What is Foreign Objects Stuck in the Throat?
You may hear your veterinarian call a foreign body stuck in your cat's throat an esophageal obstruction, gastrointestinal (GI) obstruction, pharyngeal obstruction or airway obstruction. All of these terms simply mean your cat has swallowed an object that is too large to pass through the GI tract or has become trapped in the respiratory tract.
Cats inspect the world around them with their tongues and mouths. This habit can sometimes get your feline friend into trouble and threaten her health. Sometimes a cat eats an object that is too large to pass through her upper digestive tract, namely her esophagus. These foreign bodies can become lodged in the esophagus or airway, obstructing digestion or airflow. A foreign body can also cause inflammation or injury to the esophagus or airway, leading to pain and discomfort. If you fear your cat has a foreign object trapped in the throat, visit a veterinarian right away. Depending on the size and location of the object, an esophageal or pharyngeal blockage is a life-threatening condition.

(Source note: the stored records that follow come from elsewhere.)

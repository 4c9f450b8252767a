//! Panel state container
//!
//! All mutable panel state lives in one [`PanelState`] behind one lock. The
//! analysis result is a single enum value, so at most one of the three
//! result shapes can ever be populated and replacing it is one assignment.

use crate::analysis_mode::{legal_kinds, AnalysisModeResolver};
use crate::backend::{CacheStats, FrequencyAnalysis, PredictionAnalysis, TermAnalysis};
use crate::debounce::Debouncer;
use crate::embedding::{EmbeddingTrigger, Projection};
use crate::fetch::{FetchSlot, FetchState};
use crate::selection::{FileSet, SelectionStore};
use serde::Serialize;
use sonomap_common::events::{AnalysisKind, Dimensionality, ReductionMethod, SelectionMode};
use std::time::Duration;

/// Configuration tuple driving projections and analyses
#[derive(Debug, Clone, Default, PartialEq, Eq, Serialize)]
pub struct PanelConfig {
    pub model: Option<String>,
    pub dataset: Option<String>,
    /// File universe projected into the view
    pub files: Vec<String>,
    pub method: ReductionMethod,
    pub dimensions: Dimensionality,
}

/// Derived analysis for the current selection
#[derive(Debug, Clone, Default, PartialEq, Serialize)]
#[serde(tag = "kind", content = "data")]
pub enum AnalysisResult {
    #[default]
    #[serde(rename = "empty")]
    Empty,
    #[serde(rename = "audio-features")]
    Frequency(FrequencyAnalysis),
    #[serde(rename = "predictions")]
    Prediction(PredictionAnalysis),
    #[serde(rename = "common-terms")]
    Term(TermAnalysis),
}

impl AnalysisResult {
    pub fn is_empty(&self) -> bool {
        matches!(self, AnalysisResult::Empty)
    }

    /// Analysis kind of the populated shape
    pub fn kind(&self) -> Option<AnalysisKind> {
        match self {
            AnalysisResult::Empty => None,
            AnalysisResult::Frequency(_) => Some(AnalysisKind::AudioFeatures),
            AnalysisResult::Prediction(_) => Some(AnalysisKind::Predictions),
            AnalysisResult::Term(_) => Some(AnalysisKind::CommonTerms),
        }
    }

    pub fn frequency(&self) -> Option<&FrequencyAnalysis> {
        match self {
            AnalysisResult::Frequency(analysis) => Some(analysis),
            _ => None,
        }
    }

    pub fn prediction(&self) -> Option<&PredictionAnalysis> {
        match self {
            AnalysisResult::Prediction(analysis) => Some(analysis),
            _ => None,
        }
    }

    pub fn term(&self) -> Option<&TermAnalysis> {
        match self {
            AnalysisResult::Term(analysis) => Some(analysis),
            _ => None,
        }
    }

    pub fn cache(&self) -> Option<&CacheStats> {
        match self {
            AnalysisResult::Empty => None,
            AnalysisResult::Frequency(a) => Some(&a.cache),
            AnalysisResult::Prediction(a) => Some(&a.cache),
            AnalysisResult::Term(a) => Some(&a.cache),
        }
    }
}

/// Last point the user clicked in the visualization
#[derive(Debug, Clone, PartialEq, Serialize)]
pub struct PointClick {
    pub file: String,
    pub coordinates: Vec<f64>,
}

/// Mutable panel state; only touched through `Panel`
#[derive(Debug)]
pub struct PanelState {
    pub config: PanelConfig,
    pub selections: SelectionStore,
    pub modes: AnalysisModeResolver,
    pub debouncer: Debouncer,
    pub analysis: FetchSlot<AnalysisResult>,
    pub embedding_trigger: EmbeddingTrigger,
    pub embedding: FetchSlot<Option<Projection>>,
    pub focused_point: Option<PointClick>,
}

impl PanelState {
    pub fn new(quiet_period: Duration) -> Self {
        Self {
            config: PanelConfig::default(),
            selections: SelectionStore::new(),
            modes: AnalysisModeResolver::new(None),
            debouncer: Debouncer::new(quiet_period),
            analysis: FetchSlot::new(),
            embedding_trigger: EmbeddingTrigger::new(),
            embedding: FetchSlot::new(),
            focused_point: None,
        }
    }

    /// Model identifier, or "" when none is chosen
    pub fn model(&self) -> &str {
        self.config.model.as_deref().unwrap_or_default()
    }

    pub fn selection_mode(&self) -> SelectionMode {
        SelectionMode::for_dimensionality(self.config.dimensions)
    }

    pub fn active_selection(&self) -> &FileSet {
        self.selections.active(self.config.dimensions)
    }

    pub fn snapshot(&self) -> PanelSnapshot {
        PanelSnapshot {
            config: self.config.clone(),
            active_kind: self.modes.active(),
            legal_kinds: legal_kinds(self.model()).to_vec(),
            selection_mode: self.selection_mode(),
            angle_selection: self
                .selections
                .get(SelectionMode::AngleRange)
                .iter()
                .cloned()
                .collect(),
            planar_selection: self
                .selections
                .get(SelectionMode::Planar)
                .iter()
                .cloned()
                .collect(),
            analysis_state: self.analysis.state().clone(),
            analysis: self.analysis.value().clone(),
            analysis_pending: self.debouncer.is_pending(),
            embedding_state: self.embedding.state().clone(),
            projection: self.embedding.value().clone(),
            focused_point: self.focused_point.clone(),
        }
    }
}

/// Fully committed, read-only view of the panel
#[derive(Debug, Clone, PartialEq, Serialize)]
pub struct PanelSnapshot {
    pub config: PanelConfig,
    pub active_kind: AnalysisKind,
    pub legal_kinds: Vec<AnalysisKind>,
    pub selection_mode: SelectionMode,
    pub angle_selection: Vec<String>,
    pub planar_selection: Vec<String>,
    pub analysis_state: FetchState,
    pub analysis: AnalysisResult,
    /// A settled selection is waiting out the quiet period
    pub analysis_pending: bool,
    pub embedding_state: FetchState,
    pub projection: Option<Projection>,
    pub focused_point: Option<PointClick>,
}

impl PanelSnapshot {
    /// Selection for the active mode
    pub fn active_selection(&self) -> &[String] {
        match self.selection_mode {
            SelectionMode::AngleRange => &self.angle_selection,
            SelectionMode::Planar => &self.planar_selection,
        }
    }
}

Symptoms of Foreign Objects Stuck in the Throat in Cats
Cats with foreign bodies lodged in their throats will behave differently depending on whether the airway or esophagus is blocked. A cat with an esophageal obstruction may exhibit one or more of the following symptoms:
- Trouble swallowing
- Attempts at swallowing
If your cat's esophagus is only partially obstructed, the signs may be less noticeable. Symptoms of partial esophageal obstruction in cats include:
- Loss of appetite
- Weight loss
- Inflammation or infection of the esophagus
A cat with an obstructed airway might exhibit any of the following symptoms:
- Breathing loudly
Causes of Foreign Objects Stuck in the Throat in Cats
Typically, a cat suffering from this type of obstruction has purposefully licked, swallowed or otherwise ingested the foreign body. You may even have seen your cat swallow the offending object. Some toys, especially yarn or string, can be swallowed by your cat during playtime. Food may also obstruct your cat's airway if she eats too quickly or fails to chew properly. Only diagnostic procedures performed by your veterinarian are sufficient to determine what type of foreign body has become stuck in your cat's throat.

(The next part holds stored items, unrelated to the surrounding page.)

//! HTTP request handlers
//!
//! Thin adapters from JSON requests to [`Panel`](crate::Panel) operations.
//! Analysis results are never returned from mutations; clients read
//! `/api/state` or follow `/events`.

use crate::error::{ApiError, ApiResult};
use crate::explain::explain;
use crate::state::PanelSnapshot;
use crate::AppState;
use axum::{
    extract::{Path, State},
    Json,
};
use serde::{Deserialize, Serialize};
use sonomap_common::events::{AnalysisKind, Dimensionality, ReductionMethod};
use tracing::info;

// ============================================================================
// Request/Response Types
// ============================================================================

#[derive(Debug, Deserialize)]
pub struct SelectionRequest {
    pub files: Vec<String>,
}

#[derive(Debug, Deserialize)]
pub struct PointClickRequest {
    pub file: String,
    #[serde(default)]
    pub coordinates: Vec<f64>,
}

/// Partial configuration update; absent fields are left unchanged
///
/// An empty `dataset` string deselects the dataset.
#[derive(Debug, Default, Deserialize)]
pub struct ConfigUpdateRequest {
    pub model: Option<String>,
    pub dataset: Option<String>,
    pub files: Option<Vec<String>>,
    pub method: Option<ReductionMethod>,
    pub dimensions: Option<Dimensionality>,
}

#[derive(Debug, Deserialize)]
pub struct AnalysisKindRequest {
    pub kind: AnalysisKind,
}

#[derive(Debug, Serialize)]
pub struct ChangeResponse {
    pub changed: bool,
}

#[derive(Debug, Serialize)]
pub struct RefreshResponse {
    pub seq: u64,
}

#[derive(Debug, Serialize)]
pub struct ExplainResponse {
    pub feature: String,
    pub explanation: &'static str,
}

// ============================================================================
// Handlers
// ============================================================================

/// GET /api/state
pub async fn get_state(State(state): State<AppState>) -> Json<PanelSnapshot> {
    Json(state.panel.snapshot())
}

/// POST /api/selection/angle
pub async fn update_angle_selection(
    State(state): State<AppState>,
    Json(req): Json<SelectionRequest>,
) -> Json<ChangeResponse> {
    let changed = state.panel.update_angle_selection(req.files);
    Json(ChangeResponse { changed })
}

/// POST /api/selection/planar
pub async fn update_planar_selection(
    State(state): State<AppState>,
    Json(req): Json<SelectionRequest>,
) -> Json<ChangeResponse> {
    let changed = state.panel.update_planar_selection(req.files);
    Json(ChangeResponse { changed })
}

/// POST /api/point
///
/// The clicked file must belong to the current file universe.
pub async fn record_point_click(
    State(state): State<AppState>,
    Json(req): Json<PointClickRequest>,
) -> ApiResult<Json<ChangeResponse>> {
    let snapshot = state.panel.snapshot();
    if !snapshot.config.files.iter().any(|f| f == &req.file) {
        return Err(ApiError::NotFound(format!("file '{}'", req.file)));
    }
    state.panel.record_point_click(req.file, req.coordinates);
    Ok(Json(ChangeResponse { changed: true }))
}

/// POST /api/config
pub async fn update_config(
    State(state): State<AppState>,
    Json(req): Json<ConfigUpdateRequest>,
) -> ApiResult<Json<PanelSnapshot>> {
    if matches!(req.model.as_deref(), Some(m) if m.trim().is_empty()) {
        return Err(ApiError::BadRequest("model must not be empty".to_string()));
    }

    let panel = &state.panel;
    if let Some(model) = req.model {
        info!(model = %model, "Model selected");
        panel.set_model(model);
    }
    if let Some(dataset) = req.dataset {
        panel.set_dataset(Some(dataset).filter(|d| !d.is_empty()));
    }
    if let Some(files) = req.files {
        panel.set_files(files);
    }
    if let Some(method) = req.method {
        panel.set_reduction_method(method);
    }
    if let Some(dimensions) = req.dimensions {
        panel.set_dimensionality(dimensions);
    }

    Ok(Json(panel.snapshot()))
}

/// POST /api/analysis/kind
pub async fn set_analysis_kind(
    State(state): State<AppState>,
    Json(req): Json<AnalysisKindRequest>,
) -> ApiResult<Json<ChangeResponse>> {
    let changed = state.panel.set_analysis_kind(req.kind)?;
    Ok(Json(ChangeResponse { changed }))
}

/// POST /api/embedding/refresh
pub async fn refresh_embedding(State(state): State<AppState>) -> ApiResult<Json<RefreshResponse>> {
    let seq = state.panel.refresh_embedding().ok_or_else(|| {
        ApiError::BadRequest("model, dataset and files must be set before projecting".to_string())
    })?;
    Ok(Json(RefreshResponse { seq }))
}

/// GET /api/explain/:feature
pub async fn explain_feature(Path(feature): Path<String>) -> Json<ExplainResponse> {
    let explanation = explain(&feature);
    Json(ExplainResponse {
        feature,
        explanation,
    })
}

Diagnosis of Foreign Objects Stuck in the Throat in Cats
Your veterinarian will need to perform chest and neck x-rays in order to diagnose your cat's partial or complete obstruction. Signs that the object is obstructing the lower respiratory tract, such as coughing or trouble breathing, will lead a veterinarian to x-ray your cat's chest. If your veterinarian suspects the upper respiratory tract and upper airways are obstructed, he or she may use a scope as part of the physical examination. These tools make it easier for your veterinarian locate the foreign body.
Foreign bodies lodged in the GI tract are usually visible with a typical head or chest x-ray. If your veterinarian cannot locate the foreign body on an x-ray, he or she may perform a contrast esophagram, where your cat swallows a radioactive dye to assist with imaging. An esophagoscopy, whereby your veterinarian will feed a scope, or camera, down your sedated cat's esophagus to visualize the foreign body, may be performed. A scope can also be used to examine any esophageal tearing or irritation caused by the foreign body.
Treatment of Foreign Objects Stuck in the Throat in Cats
Your veterinarian's first priority when treating a foreign object stuck in the throat of your cat will be to retrieve the object as soon as possible. If the foreign body is trapped in the upper esophagus or upper respiratory tract, it can be removed through the mouth using endoscopy and forceps or using a balloon catheter, depending on its shape and size. If the foreign body is particularly dangerous or sharp, an endogastric tube can be fed through your cat’s mouth to shield the esophagus while the foreign body is retrieved.
If it is too dangerous or difficult to remove the foreign body through your cat's mouth, your veterinarian may choose to push the object into her stomach where it can pass through the remaining GI tract safely. An airway obstruction can also be encouraged to dislodge itself with flushing of the respiratory tract with lubricating secretions. If none of these retrieval methods are appropriate, your cat may require surgery to remove the foreign body. This surgery is fairly common and generally safe, with a 93% recovery rate.
If your cat's esophagus has been injured or inflamed by the foreign body, treatment of the esophagitis, or irritation, may be required. Anti-inflammatory and pain medications can relieve discomfort while your cat heals.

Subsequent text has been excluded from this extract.